Go to *fretlesszithers.com* for the best overall possible summary of Marxophones and the other weird and wonderful variants of zither technology built a century ago.  One can wander for hours on this website, continually marveling at the crazy ingenuity that created the ukelin, tremoloa, mandolin-harp, dulceola, etc. etc.

It would _probably_ be tunable with a standard Autoharp tuning wrench, but you might check first.  The price is ball-park for these monstrosities, which are mostly bought now for decor rather than music.

I have a friend who purchased a similar instrument, which I believe was called a "mandolin guitar harp."  It had a series of chords to be strummed with the left hand, and keys that operated spring-loaded hammers to be played with the right hand.  She found it quite difficult to play, since the two hands' action doesn't coordinate at all.  I assume with enough practice one might be able to coax music out of it.

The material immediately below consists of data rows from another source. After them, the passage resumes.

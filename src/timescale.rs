//! Second/day splitting and merging, and the POSIX-epoch-to-RDN bridge.

use crate::civil::{CivilTime, Rdn};
use crate::consts::RDN_UNIX;
use crate::int_kernel::{div_gm64, floor_sub_div_i32, DivI64};

/// Floor-divide a POSIX-epoch second count by 86400: full days elapsed and seconds into the day.
#[must_use]
pub const fn time_to_days(tt: i64) -> DivI64 {
    div_gm64(tt, 0xa8c0_0000, 0x845c_8a0c, 15)
}

/// Split a POSIX-epoch second count into an RDN and seconds-since-midnight.
#[must_use]
pub const fn time_to_rdn(tt: i64) -> DivI64 {
    let qr = time_to_days(tt);
    DivI64 {
        q: qr.q + RDN_UNIX as i64,
        r: qr.r,
    }
}

/// Add `ofs` to a time-of-day `dt` (both in seconds) under floor-mod-86400, returning the
/// broken-down clock and the number of excess days.
#[must_use]
pub const fn day_time_split(dt: i32, ofs: i32) -> (CivilTime, i32) {
    let qr = floor_sub_div_i32(dt, -ofs, 86400);
    let m = qr.r / 60;
    let h = m / 60;
    let time = CivilTime {
        sec: (qr.r - m * 60) as i8,
        min: (m - h * 60) as i8,
        hour: h as i8,
    };
    (time, qr.q)
}

/// Merge hour/minute/second (each possibly off-scale) into accumulated seconds.
#[must_use]
pub const fn day_time_merge(h: i16, m: i16, s: i16) -> i32 {
    (h as i32 * 60 + m as i32) * 60 + s as i32
}

#[cfg(test)]
mod tests {
    use super::*;

    #[test]
    fn time_to_days_matches_euclid() {
        for tt in [0i64, 86399, 86400, -1, -86400, 1_753_000_000, -1_753_000_000] {
            let qr = time_to_days(tt);
            assert_eq!(qr.q, tt.div_euclid(86400));
            assert_eq!(qr.r, tt.rem_euclid(86400) as u32);
        }
    }

    #[test]
    fn split_merge_round_trip() {
        let (t, excess) = day_time_split(3723, 0);
        assert_eq!(excess, 0);
        assert_eq!((t.hour, t.min, t.sec), (1, 2, 3));
        assert_eq!(day_time_merge(t.hour as i16, t.min as i16, t.sec as i16), 3723);
    }

    #[test]
    fn split_handles_negative_offset_crossing_midnight() {
        let (t, excess) = day_time_split(0, -3600);
        assert_eq!(excess, -1);
        assert_eq!((t.hour, t.min, t.sec), (23, 0, 0));
    }
}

Good luck -- let us know how it works out...

----------


## jaycat

Allen, thank you for that link. The website is overwhelming to say the least, I've just begun to scratch the surface.

BTW, the Wikipedia entry claims that the Doors had a Marxophone on their version of Alabama Song, and that John Sebastian played it on "She's Still A Mystery to Me." (among many other references in pop music). I'll have to dig those two up and give them another listen.

----------


## Spruce

> Has anyone ever owned or played one of these?

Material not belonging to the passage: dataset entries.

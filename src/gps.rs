//! GPS time scale: 1024-week era unfolding and raw week/time-of-week packing.

use crate::civil::{GpsRaw, Rdn};
use crate::consts::{PHI_GPS, RDN_GPS, SYS_PHI_GPS};
use crate::error::Outcome;
use crate::gregorian::{date_to_rdn_gd, rellez_gd};
use crate::int_kernel::{div_gm64, floor_div_i32_u32, floor_sub_div_i32};

const WEEK_SECS: i64 = 604_800;
const FULL_CYCLE_SECS: i64 = WEEK_SECS * 1024;
const FULL_CYCLE_DAYS: i32 = 1024 * 7;

/// Map a POSIX-epoch second count to a raw GPS week/time-of-week pair, applying `ls` leap
/// seconds (GPS time runs ahead of UTC by the accumulated leap-second count).
#[must_use]
pub const fn gps_map_time(tt: i64, ls: i16) -> GpsRaw {
    let secs_in_cycle = div_gm64(tt, 0x93a8_0000, 0xbbd7_7933, 2).r as i32;
    let secs = secs_in_cycle - SYS_PHI_GPS as i32 + ls as i32;
    let qr = floor_div_i32_u32(secs, WEEK_SECS as u32);
    GpsRaw {
        week: (qr.q & 1023) as u16,
        tow: qr.r,
    }
}

/// Unfold a raw GPS week/time-of-week into an RDN using day-based arithmetic, mapped into the
/// 1024-week era starting at `base_rdn` (clamped forward to the GPS epoch if earlier).
#[must_use]
pub const fn gps_map_raw1(w: u16, t: u32, ls: i16, base_rdn: Rdn) -> Outcome<Rdn> {
    let dt = floor_sub_div_i32(t as i32, ls as i32, 86400);
    let days = ((w & 1023) as i32) * 7 + dt.q + PHI_GPS;

    let base_rdn = if base_rdn < RDN_GPS { RDN_GPS } else { base_rdn };
    let rem = floor_sub_div_i32(days + 1, base_rdn, FULL_CYCLE_DAYS as u32).r;

    if rem > (i32::MAX as u32).wrapping_sub(base_rdn as u32) {
        Outcome::Range(i32::MAX)
    } else {
        Outcome::Ok(base_rdn + rem as i32)
    }
}

/// Unfold a raw GPS week/time-of-week into a POSIX-epoch second count using second-based
/// arithmetic, mapped into the 1024-week era closest to (but not exceeding a full cycle away
/// from) `base`.
#[must_use]
pub const fn gps_map_raw2(w: u16, t: u32, ls: i16, base: i64) -> i64 {
    let secs = ((w & 1023) as i64) * WEEK_SECS + t as i64 - ls as i64 + SYS_PHI_GPS;
    let tbase = if base < SYS_PHI_GPS { SYS_PHI_GPS } else { base };

    let r = secs - tbase;
    let folded = div_gm64(r, 0x93a8_0000, 0xbbd7_7933, 2).r as i64;
    tbase + folded
}

/// Remap an RDN into the 1024-week era starting at `base_rdn`.
#[must_use]
pub const fn gps_remap_rdn(rdn: Rdn, base_rdn: Rdn) -> Outcome<Rdn> {
    let qr = floor_sub_div_i32(rdn, base_rdn, FULL_CYCLE_DAYS as u32);
    if (i32::MAX as u32).wrapping_sub(base_rdn as u32) < qr.r {
        Outcome::Range(i32::MAX)
    } else {
        Outcome::Ok(base_rdn + qr.r as i32)
    }
}

/// Recover a full year for a GPS-era date fragment whose year may have been given as a 2-digit
/// value. Years `>= 1980` pass through unchanged.
#[must_use]
pub fn gps_full_year(y: i16, m: i8, d: i8, wd: Option<u8>) -> i16 {
    if y >= 1980 {
        return y;
    }
    let y2 = floor_div_i32_u32(y as i32, 100).r as u16;
    if let Some(wd) = wd {
        if let Outcome::Ok(z) = rellez_gd(y2, m as u16, d as u16, wd as u16, 1980) {
            if z >= 1980 {
                return z;
            }
        }
    }
    if y2 >= 80 {
        y2 as i16 + 1900
    } else {
        y2 as i16 + 2000
    }
}

/// Compose [`gps_full_year`], [`crate::gregorian::date_to_rdn_gd`] and [`gps_remap_rdn`] into the
/// natural "I have a date of uncertain century, give me the RDN in the right GPS era" entry
/// point. Present in the reference implementation (`ucal_GpsDateUnfold`) though dropped by the
/// distillation this crate was otherwise built from.
#[must_use]
pub fn gps_date_unfold(y: i16, m: i8, d: i8, wd: Option<u8>, base_day: Rdn) -> Outcome<Rdn> {
    let year = gps_full_year(y, m, d, wd);
    gps_remap_rdn(date_to_rdn_gd(year, m as i16, d as i16), base_day)
}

Yep.  Got a realy mint-y one I got from Paul Shelasky...
_Great_ studio tool...
45 bucks is a bargain if it works...
Tune it with an autoharp wrench...





> The price is ball-park for these monstrosities, which are mostly bought now for decor rather than music.

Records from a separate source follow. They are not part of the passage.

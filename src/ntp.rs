//! NTP time scale: periodic expansion of the 32-bit, 1900-epoch second count.

use crate::consts::SYS_PHI_NTP;

/// Fold a POSIX-epoch second count into the 32-bit NTP second count (mod 2^32, 1900-01-01 epoch).
#[must_use]
pub const fn time_to_ntp(t: i64) -> u32 {
    (t as u64).wrapping_sub(SYS_PHI_NTP as u64) as u32
}

/// Unfold a 32-bit NTP second count around `pivot` (a POSIX-epoch second count), returning the
/// POSIX-epoch second count in `[pivot - 2^31, pivot + 2^31)` that folds to `secs`.
///
/// The result never precedes the POSIX epoch: a `pivot` below `2^31` is treated as if it were
/// `0`, mirroring the reference implementation's refusal to unfold into negative UNIX time.
#[must_use]
pub const fn ntp_to_time(secs: u32, pivot: i64) -> i64 {
    let tbase: i64 = if pivot > i32::MAX as i64 {
        pivot - 0x8000_0000
    } else {
        0
    };
    let folded = (secs as u64).wrapping_add(SYS_PHI_NTP as u64);
    let diff = folded.wrapping_sub(tbase as u64) as u32;
    tbase + diff as i64
}

#[cfg(test)]
mod tests {
    use super::*;

    #[test]
    fn round_trip_at_epoch() {
        assert_eq!(ntp_to_time(time_to_ntp(0), 0), 0);
    }

    #[test]
    fn round_trip_with_far_pivot() {
        let pivot = 1_724_000_000i64; // 2024-08-18ish
        let folded = time_to_ntp(pivot);
        assert_eq!(ntp_to_time(folded, pivot), pivot);
    }

    #[test]
    fn never_precedes_unix_epoch_for_small_pivot() {
        for secs in [0u32, 1, u32::MAX] {
            assert!(ntp_to_time(secs, 0) >= 0);
        }
    }
}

No, these are actually _very_ useful, as opposed to all those other "monstrosities"...
Check it out on the breakdown:

----------

jaycat, 

jim simpson

----------


## jaycat

It's funny how present it is on that song, once you know what to listen for.

----------


## jaycat

Here's the scrub-faced lads featuring John Sebastian on Marxophone(s), or something quite like them.

----------


## Spruce

Saw Portland's Black Prairie on Leno last night, and it's the first time I've ever seen a Marxophone on stage...

Jon Neufeld on a John Sullivan archtop guitar--pretty cool.

----------


## Jim

Saw one at a jam a few months ago, needed tuning. Thought at the time it would be fun to tune up and use in the studio.

----------


## multidon

Strangely enough Elderly recently acquired several Marx instruments. No Marxophones but several variations on the Marxolin, which is play with a bow somewhat like a bowed psaltery. Elderly wants between 75 and 125 dollars each for these depending on condition. Since it is more elaborate seems like 45 is a great price for the Marxophone. These are collectable because toy collectors are interested in anything made by Marx.

----------


## jim simpson

So they were from the Marx Toy company? I guess that makes sense. One of the Marx toy factories was located near here in Glendale, WV. I always like the Nutty Mads toys (inspired by Big Daddy Roth's Weird O's).

----------